What you are asked to do: Check the entries below for lines with "ResourceStore"; report only how many there are.

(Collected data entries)
-------------------------

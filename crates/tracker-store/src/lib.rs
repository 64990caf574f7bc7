//! # Tracker Store
//!
//! Persistence seams for the tracker API.
//!
//! ## Overview
//!
//! The tracker-store crate handles:
//! - **Resource stores**: per-kind CRUD plus actor-scoped and parent-scoped listing
//! - **Collaboration ledger**: collaboration records and capability checks
//! - **Actor store**: user accounts, with cascading deletes
//! - **Catalog**: kind-erased existence checks used to tell 401 from 404
//! - **Query builder**: collection filters as in-memory predicates or SQL
//!
//! ## Features
//!
//! - `memory` (default): [`MemoryStore`], a single-process store for
//!   development and tests
//!
//! ## Usage
//!
//! ```rust,no_run
//! use tracker_model::{Collaboratable, Collaboration, Project, User};
//! use tracker_store::{
//!     ActorStore, MemoryStore, Predicate, QueryParams, ResourceStore, StoreResult,
//! };
//!
//! async fn example() -> StoreResult<()> {
//!     let store = MemoryStore::new();
//!     let user = store.insert_user(User::new("yoda@dagobah.com", "Yoda", "the Great One")).await?;
//!
//!     let project = Project::new("The first project");
//!     let owner = Collaboration::ownership(user.actor(), project.reference());
//!     store.insert_owned(project, owner).await?;
//!
//!     let params = QueryParams::new().with("title", "first").with("fuzzy", "true");
//!     let predicate = Predicate::build(&params, &["title", "description"]);
//!     let visible: Vec<Project> = store.visible_to(&user.actor()).await?;
//!     assert_eq!(predicate.filter(visible).len(), 1);
//!     Ok(())
//! }
//! ```
//!
//! ## Consistency
//!
//! Every operation is a point-in-time snapshot. Writes touching several
//! records (a resource and its owner, a delete and its cascade) are atomic.

pub mod error;
pub mod ledger;
#[cfg(feature = "memory")]
pub mod memory;
pub mod query;
pub mod repository;

pub use error::{StoreError, StoreResult};
pub use ledger::CollaborationLedger;
#[cfg(feature = "memory")]
pub use memory::MemoryStore;
pub use query::{Condition, Matcher, Predicate, QueryParams};
pub use repository::{ActorStore, Catalog, ResourceStore};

-------------------------

The completed task: 2